Workstation & Productivity Testing
PCMark 10 replicates many common tasks an office user might do such as manipulating photos, video conferencing, and spreadsheet editing and the 11600K outperforms every previous Intel chip.
Blender Benchmark 2.82 – BMW27
A new platform to collect and display the results of hardware and software performance tests. Aimed at an optimal comparison between system hardware and installations using open source software and testing content in the public domain.
Blender can take full advantage of multiple cores, so our breakdown here almost perfectly reflects core counts rather than raw speed. The 11600K is the fastest 6-core chip we’ve tested.
POV-Ray 3.7 Standard Benchmark – CPU
POV-Ray also scales linearly with core counts though we do find the 11600K shaving about 6 seconds off of the time achieved by the 10600K.
x265 HD Benchmark
A benchmark that measures how fast your computer can encode HD (1080p) video in the new H.265 / HEVC format.
Our 11600K fights its way into the score range previously only held by 8-core chips.

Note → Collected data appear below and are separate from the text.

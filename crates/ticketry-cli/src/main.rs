//! Ticketry CLI - operator tools for trace context and audit state.

use anyhow::Result;
use clap::Parser;
use tracing_subscriber::{layer::SubscriberExt, util::SubscriberInitExt};

mod commands;

use commands::{Cli, Commands};

#[tokio::main]
async fn main() -> Result<()> {
    tracing_subscriber::registry()
        .with(
            tracing_subscriber::EnvFilter::try_from_default_env()
                .unwrap_or_else(|_| "ticketry=info".into()),
        )
        .with(tracing_subscriber::fmt::layer().with_writer(std::io::stderr))
        .init();

    let cli = Cli::parse();

    match cli.command {
        Commands::Trace(args) => commands::trace::run(&args),
        Commands::Diff(args) => commands::diff::run(&args),
        Commands::Sanitize(args) => commands::sanitize::run(&args),
        Commands::Version => {
            println!("ticketry {}", env!("CARGO_PKG_VERSION"));
            Ok(())
        }
    }
}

The benchmark shows a rating in MIPS (million instructions per second). The rating value is calculated from the measured speed, and it is normalized with the results of the Intel Core 2 CPU with a multi-threading option switched off. So if you have a modern CPU from Intel or AMD, rating values in single-thread mode must be close to real CPU frequency. There are two tests, compression with the LZMA method and decompression with the LZMA method. Once the total passes reach 50, the score is taken
In file compression activities, the 11600K pulls a solid lead over the older 10600K.
WebXPRT gives the 11600K a better score than every previous generation of Intel processors.